Ok fine, he has kids. You can't be together anyway at the mo.

But it's still fucking weird and not a little bit derogatory and humiliating. If your instinct is to think that too, when you know him so much better, then that instinct is correct, I'd say. It sounds like there's more than a hint of 'final straw' about this.

Somewhereinthesky · 10/06/2020 18:59

Is there some sort of misunderstanding? I don't think you shouldn't really think about it until you had a time to talk to him properly. We don't know him, so it's impossible to think of the reason why he did this. Thinking of ending relationship over this before you actually find out why he did what he did is a bit premature imo, unless you were thinking about leaving him anyway.

dontgobaconmyheart · 10/06/2020 18:59

Obviously something going on with him OP. It's not normal bloody behaviour on his part is it. He's been impolite and as if he has asked you to go and get it- I wouldn't even have replied unless to point out i'm not hired help. If he didn't want it he could have just said thanks and put it in the bin.

You sure he hasn't got a girlfriend there that he didn't want to see it?
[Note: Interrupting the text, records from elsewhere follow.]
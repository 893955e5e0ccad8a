//! Content-addressed persistence of uploaded layouts.
//!
//! Every artifact is keyed by `LayoutHash`: the layout itself lives at
//! `⟨hash⟩.h5`, its metadata sidecar at `⟨hash⟩_metadata.json`, and a small
//! pointer file records which hash is "current". Writes go to a temp file
//! and get renamed into place so a crash mid-write never leaves a
//! `⟨hash⟩.h5` that doesn't actually hash to `hash`.

use std::fs;
use std::path::{Path, PathBuf};

use chrono::Utc;
use serde::{Deserialize, Serialize};
use tracing::{debug, info};

use crate::errors::{EngineError, Result};
use crate::grid::Grid;
use crate::hash::LayoutHash;
use crate::layout::format;

const CURRENT_POINTER_FILE: &str = "current.json";

#[derive(Debug, Clone, Serialize, Deserialize)]
struct CurrentPointer {
    layout_hash: String,
}

#[derive(Debug, Clone, Serialize, Deserialize)]
struct LayoutMetadata {
    uploaded_at: String,
    rows: usize,
    cols: usize,
    edge_length_cm: f64,
    zone_count: usize,
}

#[derive(Debug, Clone)]
pub struct SaveStats {
    pub bytes_written: usize,
}

#[derive(Debug, Clone)]
pub struct SaveOutcome {
    pub hash: LayoutHash,
    pub rows: usize,
    pub cols: usize,
    pub edge_length_cm: f64,
    pub updated: bool,
    pub stats: SaveStats,
}

/// Owns every on-disk layout file and the current-hash pointer.
pub struct LayoutStore {
    cache_dir: PathBuf,
}

impl LayoutStore {
    pub fn new(cache_dir: impl Into<PathBuf>) -> Result<Self> {
        let cache_dir = cache_dir.into();
        fs::create_dir_all(&cache_dir)?;
        Ok(Self { cache_dir })
    }

    pub fn cache_dir(&self) -> &Path {
        &self.cache_dir
    }

    fn layout_path(&self, hash: LayoutHash) -> PathBuf {
        self.cache_dir.join(format!("{hash}.h5"))
    }

    pub fn svg_path(&self, hash: LayoutHash) -> PathBuf {
        self.cache_dir.join(format!("{hash}.svg"))
    }

    fn metadata_path(&self, hash: LayoutHash) -> PathBuf {
        self.cache_dir.join(format!("{hash}_metadata.json"))
    }

    fn current_pointer_path(&self) -> PathBuf {
        self.cache_dir.join(CURRENT_POINTER_FILE)
    }

    /// Write `contents` to `path` atomically: write to a sibling temp file,
    /// then rename over the destination. A rename within the same directory
    /// is atomic on every platform this runs on.
    fn write_atomic(&self, path: &Path, contents: &[u8]) -> Result<()> {
        let tmp_path = path.with_extension(format!(
            "{}.tmp",
            path.extension().and_then(|e| e.to_str()).unwrap_or("bin")
        ));
        fs::write(&tmp_path, contents)?;
        fs::rename(&tmp_path, path)?;
        Ok(())
    }

    /// Decode, validate, hash, and persist a raw layout payload (the bytes
    /// of a `⟨hash⟩.h5` file). Returns `updated=false` without touching
    /// disk if the computed hash matches the current one.
    pub fn save(&self, raw_payload: &[u8]) -> Result<SaveOutcome> {
        let grid = format::decode(raw_payload)?;
        let hash = LayoutHash::compute(&grid);

        if let Some(current) = self.current_hash()? {
            if current == hash {
                debug!(%hash, "save: content unchanged, skipping write");
                return Ok(SaveOutcome {
                    hash,
                    rows: grid.rows(),
                    cols: grid.cols(),
                    edge_length_cm: grid.edge_length_cm().get(),
                    updated: false,
                    stats: SaveStats { bytes_written: 0 },
                });
            }
        }

        let layout_path = self.layout_path(hash);
        self.write_atomic(&layout_path, raw_payload)?;

        let metadata = LayoutMetadata {
            uploaded_at: Utc::now().to_rfc3339(),
            rows: grid.rows(),
            cols: grid.cols(),
            edge_length_cm: grid.edge_length_cm().get(),
            zone_count: grid.zones().len(),
        };
        let metadata_bytes = serde_json::to_vec_pretty(&metadata)?;
        self.write_atomic(&self.metadata_path(hash), &metadata_bytes)?;

        let pointer = CurrentPointer {
            layout_hash: hash.to_hex(),
        };
        let pointer_bytes = serde_json::to_vec_pretty(&pointer)?;
        self.write_atomic(&self.current_pointer_path(), &pointer_bytes)?;

        info!(%hash, rows = grid.rows(), cols = grid.cols(), "saved new layout");

        Ok(SaveOutcome {
            hash,
            rows: grid.rows(),
            cols: grid.cols(),
            edge_length_cm: grid.edge_length_cm().get(),
            updated: true,
            stats: SaveStats {
                bytes_written: raw_payload.len(),
            },
        })
    }

    /// The hash currently considered "current", if any has been uploaded.
    pub fn current_hash(&self) -> Result<Option<LayoutHash>> {
        let pointer_path = self.current_pointer_path();
        if !pointer_path.exists() {
            return Ok(None);
        }
        let bytes = fs::read(&pointer_path)?;
        let pointer: CurrentPointer = serde_json::from_slice(&bytes)?;
        Ok(LayoutHash::from_hex(&pointer.layout_hash))
    }

    pub fn load(&self, hash: LayoutHash) -> Result<Grid> {
        let path = self.layout_path(hash);
        if !path.exists() {
            return Err(EngineError::NoLayout);
        }
        let bytes = fs::read(&path)?;
        format::decode(&bytes)
    }

    pub fn load_current(&self) -> Result<(Grid, LayoutHash)> {
        let hash = self.current_hash()?.ok_or(EngineError::NoLayout)?;
        let grid = self.load(hash)?;
        Ok((grid, hash))
    }

    /// Remove the on-disk artifacts for a hash. Not wired to any HTTP route
    /// (cache purge is out of scope per spec §1); exposed for admin tooling.
    pub fn purge(&self, hash: LayoutHash) -> Result<()> {
        for path in [
            self.layout_path(hash),
            self.svg_path(hash),
            self.metadata_path(hash),
        ] {
            if path.exists() {
                fs::remove_file(path)?;
            }
        }
        Ok(())
    }
}

#[cfg(test)]
mod tests {
    use super::*;
    use crate::grid::Grid;
    use tempfile::tempdir;

    fn sample_payload() -> Vec<u8> {
        let grid = Grid::new(vec![0, 0, 0, 0], 2, 2, 100.0, vec![]).unwrap();
        format::encode(&grid, None).unwrap()
    }

    #[test]
    fn save_then_load_current_round_trips() {
        let dir = tempdir().unwrap();
        let store = LayoutStore::new(dir.path()).unwrap();

        let payload = sample_payload();
        let outcome = store.save(&payload).unwrap();
        assert!(outcome.updated);

        let (grid, hash) = store.load_current().unwrap();
        assert_eq!(hash, outcome.hash);
        assert_eq!(grid.rows(), 2);
    }

    #[test]
    fn re_uploading_identical_bytes_is_a_no_op() {
        let dir = tempdir().unwrap();
        let store = LayoutStore::new(dir.path()).unwrap();

        let payload = sample_payload();
        let first = store.save(&payload).unwrap();
        assert!(first.updated);

        let layout_path = store.layout_path(first.hash);
        let mtime_before = fs::metadata(&layout_path).unwrap().modified().unwrap();

        let second = store.save(&payload).unwrap();
        assert!(!second.updated);
        assert_eq!(second.hash, first.hash);

        let mtime_after = fs::metadata(&layout_path).unwrap().modified().unwrap();
        assert_eq!(mtime_before, mtime_after);
    }

    #[test]
    fn load_current_without_upload_is_no_layout() {
        let dir = tempdir().unwrap();
        let store = LayoutStore::new(dir.path()).unwrap();
        let err = store.load_current().unwrap_err();
        assert_eq!(err.kind(), "NoLayout");
    }

    #[test]
    fn invalid_cell_codes_are_rejected() {
        let dir = tempdir().unwrap();
        let store = LayoutStore::new(dir.path()).unwrap();

        // A grid with an illegal cell code can't even be built, so hand the
        // store raw junk bytes instead to exercise the decode-failure path.
        let err = store.save(b"not a real layout payload").unwrap_err();
        assert_eq!(err.kind(), "InvalidLayout");
    }

    #[test]
    fn purge_removes_layout_and_sidecar_files() {
        let dir = tempdir().unwrap();
        let store = LayoutStore::new(dir.path()).unwrap();
        let outcome = store.save(&sample_payload()).unwrap();

        store.purge(outcome.hash).unwrap();
        assert!(store.load(outcome.hash).is_err());
    }
}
Does he always think the world revolves around him, and does he always demand you do thinks at his beck and call? If so dump him for that regardless.

gumball37 · 10/06/2020 19:00

I'd rather be alone than with someone like that 🤷

Hope you enjoyed the cake 🎉😁

butterpuffed · 10/06/2020 19:03

Sounds like he has another woman who would ask where the presents and cake came from.......
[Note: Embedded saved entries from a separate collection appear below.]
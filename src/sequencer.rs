//! TSP sequencing: turn a distance matrix into a visiting order.
//!
//! Primary solver is cheapest-insertion construction followed by 2-opt
//! polish, bounded by a wall-clock budget. Nearest-neighbor from index 0 is
//! the fallback used when the budget is zero, when there are fewer than 2
//! POIs, or if the primary path is skipped entirely.

use std::time::{Duration, Instant};

use rand::rngs::StdRng;
use rand::{Rng, SeedableRng};
use serde::{Deserialize, Serialize};
use tracing::debug;

use crate::errors::{EngineError, Result};

/// Tie-break seed for cheapest-insertion candidate ordering. Fixed so runs
/// are reproducible in tests; the algorithm's result quality doesn't depend
/// on the seed, only which of several equal-cost insertions is picked.
const TIE_BREAK_SEED: u64 = 0xD15E_A5E0_u64;

#[derive(Debug, Clone, Copy, PartialEq, Eq, Serialize, Deserialize)]
#[serde(rename_all = "snake_case")]
pub enum SequencerBackend {
    Metaheuristic,
    NearestNeighbor,
}

#[derive(Debug, Clone)]
pub struct SequencerResult {
    pub order: Vec<usize>,
    pub backend: SequencerBackend,
}

/// Validate a distance matrix's diagonal and return a working copy with
/// infinities substituted by a large finite penalty, since the primary
/// solver requires finite costs throughout.
fn prepare_matrix(distance: &[Vec<f64>]) -> Result<Vec<Vec<f64>>> {
    let n = distance.len();
    for i in 0..n {
        if !distance[i][i].is_finite() {
            return Err(EngineError::invalid_matrix(format!(
                "distance[{i}][{i}] is not finite"
            )));
        }
    }

    let max_finite = distance
        .iter()
        .flatten()
        .copied()
        .filter(|v| v.is_finite())
        .fold(0.0_f64, f64::max);
    let penalty = if max_finite > 0.0 { 3.0 * max_finite } else { 1_000_000.0 };

    let mut prepared = distance.to_vec();
    for row in prepared.iter_mut() {
        for v in row.iter_mut() {
            if !v.is_finite() {
                *v = penalty;
            }
        }
    }
    Ok(prepared)
}

fn tour_length(distance: &[Vec<f64>], order: &[usize], cyclic: bool) -> f64 {
    let mut total = 0.0;
    for w in order.windows(2) {
        total += distance[w[0]][w[1]];
    }
    if cyclic {
        if let (Some(&first), Some(&last)) = (order.first(), order.last()) {
            total += distance[last][first];
        }
    }
    total
}

fn nearest_neighbor(distance: &[Vec<f64>]) -> Vec<usize> {
    let n = distance.len();
    if n == 0 {
        return Vec::new();
    }
    let mut visited = vec![false; n];
    let mut order = vec![0];
    visited[0] = true;

    for _ in 1..n {
        let &current = order.last().unwrap();
        let next = (0..n)
            .filter(|&c| !visited[c])
            .min_by(|&a, &b| {
                distance[current][a]
                    .partial_cmp(&distance[current][b])
                    .unwrap_or(std::cmp::Ordering::Equal)
            })
            .unwrap();
        visited[next] = true;
        order.push(next);
    }
    order
}

/// Cheapest-insertion construction: grow a cycle by repeatedly inserting
/// the unrouted city wherever it adds the least length.
fn cheapest_insertion(distance: &[Vec<f64>], rng: &mut StdRng) -> Vec<usize> {
    let n = distance.len();
    if n <= 2 {
        return (0..n).collect();
    }

    let mut tour = vec![0, 1];
    let mut remaining: Vec<usize> = (2..n).collect();
    remaining.shuffle_deterministic(rng);

    while !remaining.is_empty() {
        let mut best = (usize::MAX, usize::MAX, f64::INFINITY); // (remaining idx, insert pos, cost)
        for (ri, &city) in remaining.iter().enumerate() {
            for pos in 0..tour.len() {
                let a = tour[pos];
                let b = tour[(pos + 1) % tour.len()];
                let cost = distance[a][city] + distance[city][b] - distance[a][b];
                if cost < best.2 {
                    best = (ri, pos, cost);
                }
            }
        }
        let (ri, pos, _) = best;
        let city = remaining.remove(ri);
        tour.insert(pos + 1, city);
    }

    tour
}

/// Repeated 2-opt improvement until no swap helps or the deadline passes.
fn two_opt(distance: &[Vec<f64>], tour: &mut Vec<usize>, deadline: Instant) {
    let n = tour.len();
    if n < 4 {
        return;
    }
    loop {
        if Instant::now() >= deadline {
            return;
        }
        let mut improved = false;
        'outer: for i in 0..n - 1 {
            for j in i + 2..n {
                if i == 0 && j == n - 1 {
                    continue; // would "reverse" the whole cycle, a no-op
                }
                let a = tour[i];
                let b = tour[i + 1];
                let c = tour[j];
                let d = tour[(j + 1) % n];
                let before = distance[a][b] + distance[c][d];
                let after = distance[a][c] + distance[b][d];
                if after + 1e-9 < before {
                    tour[i + 1..=j].reverse();
                    improved = true;
                    if Instant::now() >= deadline {
                        return;
                    }
                    continue 'outer;
                }
            }
        }
        if !improved {
            return;
        }
    }
}

trait ShuffleDeterministic {
    fn shuffle_deterministic(&mut self, rng: &mut StdRng);
}

impl ShuffleDeterministic for Vec<usize> {
    fn shuffle_deterministic(&mut self, rng: &mut StdRng) {
        for i in (1..self.len()).rev() {
            let j = rng.gen_range(0..=i);
            self.swap(i, j);
        }
    }
}

/// Solve for a visiting order covering every index `0..distance.len()`
/// exactly once. `max_runtime` bounds only the metaheuristic path; the
/// nearest-neighbor fallback always runs to completion.
pub fn solve(distance: &[Vec<f64>], max_runtime: Duration) -> Result<SequencerResult> {
    let n = distance.len();
    if n < 2 || max_runtime.is_zero() {
        debug!(n, "sequencer: using nearest-neighbor fallback");
        return Ok(SequencerResult {
            order: nearest_neighbor(distance),
            backend: SequencerBackend::NearestNeighbor,
        });
    }

    let prepared = prepare_matrix(distance)?;
    let deadline = Instant::now() + max_runtime;

    let mut rng = StdRng::seed_from_u64(TIE_BREAK_SEED);
    let mut tour = cheapest_insertion(&prepared, &mut rng);
    two_opt(&prepared, &mut tour, deadline);

    debug!(
        n,
        length = tour_length(&prepared, &tour, true),
        "sequencer: metaheuristic tour"
    );

    Ok(SequencerResult {
        order: tour,
        backend: SequencerBackend::Metaheuristic,
    })
}

#[cfg(test)]
mod tests {
    use super::*;

    fn square_matrix() -> Vec<Vec<f64>> {
        // 4 points on a unit square; optimal tour visits them in order.
        vec![
            vec![0.0, 1.0, 1.41421, 1.0],
            vec![1.0, 0.0, 1.0, 1.41421],
            vec![1.41421, 1.0, 0.0, 1.0],
            vec![1.0, 1.41421, 1.0, 0.0],
        ]
    }

    #[test]
    fn result_is_a_permutation() {
        let result = solve(&square_matrix(), Duration::from_millis(50)).unwrap();
        let mut sorted = result.order.clone();
        sorted.sort();
        assert_eq!(sorted, vec![0, 1, 2, 3]);
    }

    #[test]
    fn zero_budget_uses_nearest_neighbor() {
        let result = solve(&square_matrix(), Duration::ZERO).unwrap();
        assert_eq!(result.backend, SequencerBackend::NearestNeighbor);
    }

    #[test]
    fn fewer_than_two_cities_uses_nearest_neighbor() {
        let result = solve(&vec![vec![0.0]], Duration::from_secs(1)).unwrap();
        assert_eq!(result.backend, SequencerBackend::NearestNeighbor);
        assert_eq!(result.order, vec![0]);
    }

    #[test]
    fn non_finite_diagonal_is_rejected() {
        let bad = vec![vec![f64::NAN, 1.0], vec![1.0, 0.0]];
        let err = solve(&bad, Duration::from_secs(1)).unwrap_err();
        assert_eq!(err.kind(), "InvalidMatrix");
    }

    #[test]
    fn infinite_off_diagonal_entries_are_tolerated() {
        let mut m = square_matrix();
        m[0][2] = f64::INFINITY;
        m[2][0] = f64::INFINITY;
        let result = solve(&m, Duration::from_millis(50)).unwrap();
        let mut sorted = result.order.clone();
        sorted.sort();
        assert_eq!(sorted, vec![0, 1, 2, 3]);
    }

    #[test]
    fn budget_is_respected() {
        let big_n = 40;
        let mut m = vec![vec![0.0; big_n]; big_n];
        let mut rng = StdRng::seed_from_u64(7);
        for i in 0..big_n {
            for j in 0..big_n {
                if i != j {
                    m[i][j] = rng.gen_range(1.0..100.0);
                }
            }
        }
        let budget = Duration::from_millis(30);
        let start = Instant::now();
        let result = solve(&m, budget).unwrap();
        assert!(start.elapsed() < budget + Duration::from_millis(200));
        let mut sorted = result.order.clone();
        sorted.sort();
        assert_eq!(sorted, (0..big_n).collect::<Vec<_>>());
    }
}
There should be a thread for most ridiculous answers

Ninkanink · 10/06/2020 19:04

Yeah I’d be done with that shit.

gutentag1 · 10/06/2020 19:06

Sounds like a control thing to me - he didn't expect/agree to you dropping it off, so he's made it clear that he's rejected it to prove a point.

wildcherries · 10/06/2020 19:07

I would, actually. What he did was rude and not normal behaviour towards your partner of three years bringing a cake and a present for your birthday.

Plus, I'm sorry to say this, but I think that if he wanted to be with you on his birthday, he could and would have made time for a walk or something. I would find this really hurtful, and I'd be thinking that he was backing away.

CrystalTipped · 10/06/2020 19:08

You may have crossed a boundary and encroached on family time.

With his adult or near adult age dc's, and after a three year relationship...

Eat the cake OP.

ButtonMoonLoon · 10/06/2020 19:08

I wouldn’t bother seeing him later.
That’s downright rude! How much effort would it have taken for him to have stepped outside his front door, taken them indoors and texted to say thank you?

ButtonMoonLoon · 10/06/2020 19:09

Also.....it was sitting outside for 5 hours? I’d probably bin it tbh

GinDrinker00 · 10/06/2020 19:09

Yeah. I’d be finishing with him.

Laundrywoman · 10/06/2020 19:11

Can’t believe you’ve been with him 3 years and you are asking us to interpret his message?

I can't believe someone would be so snarky - people
asking for support and other people's perspectives on situations is the very essence of mn for goodness sake.

BitOfFun · 10/06/2020 19:12

THREE YEARS?! How rude of him.

GimmeAy · 10/06/2020 19:12

That would be the end of it for me. It wouldn't be about the goddamned cake, it would be the cake on my face response from him.

occa · 10/06/2020 19:14

He's reacted really, really strangely, OP!

If his DC have made another cake then he could have thanked you and just put yours in the freezer for another time or even binned it, I suppose. Honestly either would have been a better solution than being so unkind to you. And I can't think of a single excuse for leaving the present outside - it's just odd.

Like hell would I have gone round to pick them up, either. They could have stayed there on that wall until the end of time.

But since you've collected them, I agree with all the previous posters who've said keep the present, eat the cake, bin the no-longer-D P.

Velvian · 10/06/2020 19:14

That is really rude of him, op. I would love a cake! Cake

TestingTestingWonTooFree · 10/06/2020 19:15

Let us know how it goes OP. I can’t even make up a reason that would make his message normal.

MrsGrindah · 10/06/2020 19:16

@Laundrywoman I wasn’t being snarky. I just meant 3 years in you can usually pick up on the nuances of peoples messages. And I go on to say don’t throw it away if it’s normally a good relationship.Hardly unsupportive.